16:15 〜 16:30
[ACG37-21] Using Pleiades and A Semi-Automatic Change Detection Algorithm for Hazard Mapping
キーワード:Simple Linear Iterative Clustering, Gray-Level Co-occurrence Matrix, Land Cover Change
Hazard mapping is crucial for a rapid damage assessment and an overview of the area of effect. It also provides information to support various decision-making procedures and to understand the triggering mechanism behind the natural hazard. To achieve this goal, detecting land cover changes by satellite image that repeatedly captures surface information is a feasible approach. This study aims to develop a system with a semi-automatic algorithm to classify the changed/unchanged areas and produce a binarized map. We adopt the Pleiades images and a direct comparison method based on the object-oriented (OO) approach.
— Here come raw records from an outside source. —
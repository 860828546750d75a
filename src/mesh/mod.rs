//! Surface mesh representation.
//!
//! [`SurfaceMesh`] stores point positions and triangles together with the
//! derived state a deformation needs on every iteration:
//!
//! - [`EdgeTable`]: sorted point adjacency for neighborhood queries
//! - vertex normals, cached against the geometry modification time
//! - [`PointDataStore`]: named per-point arrays (status mask, curvature, ...)
//!
//! # Modification times
//!
//! Every geometry or topology change and every write to a point-data array
//! draws a new [`ModifiedTime`]. A derived array is stale exactly when it is
//! older than the geometry it was computed from:
//!
//! ```
//! use sculpt::mesh::{FieldSpec, SurfaceMesh};
//! use nalgebra::{Point3, Vector3};
//!
//! let points = vec![
//!     Point3::new(0.0, 0.0, 0.0),
//!     Point3::new(1.0, 0.0, 0.0),
//!     Point3::new(0.0, 1.0, 0.0),
//! ];
//! let mut mesh = SurfaceMesh::from_triangles(points, vec![[0, 1, 2]]).unwrap();
//!
//! mesh.point_data_mut().declare("", &FieldSpec::shared("Height"), 3).unwrap();
//! let heights = mesh.points().iter().map(|p| p.z).collect();
//! mesh.point_data_mut().replace("Height", heights).unwrap();
//! assert!(!mesh.point_data().get("Height").unwrap().is_older_than(mesh.geometry_time()));
//!
//! mesh.displace(2, &Vector3::new(0.0, 0.0, 1.0));
//! assert!(mesh.point_data().get("Height").unwrap().is_older_than(mesh.geometry_time()));
//! ```

mod edges;
mod point_data;
mod surface;

#[cfg(test)]
pub(crate) mod fixtures;

pub use edges::EdgeTable;
pub use point_data::{ArrayKind, FieldSpec, ModifiedTime, PointDataArray, PointDataStore};
pub use surface::{SurfaceMesh, STATUS};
The OO approach first applies histogram matching and pan-sharpening to the Pleiades images and segments the pan-sharpening image into parcel levels based on Simple Linear Iterative Clustering (SLIC). Next, the spectral and textural features were extracted on the parcel level. The textural features are extracted by the Grey Level Co-occurrence Matrix (GLCM) indices and the statistic of spectral are computed. Finally, semi-automatic detection is conducted by analyzing the changes in the labeled dataset. Combining textural and spectral information from satellite images, our preliminary results exemplified by an earthquake that occurred on September 18, 2022, in Hualien, Taiwan shows a map that highlights the event-driven change and agrees well with visual detection.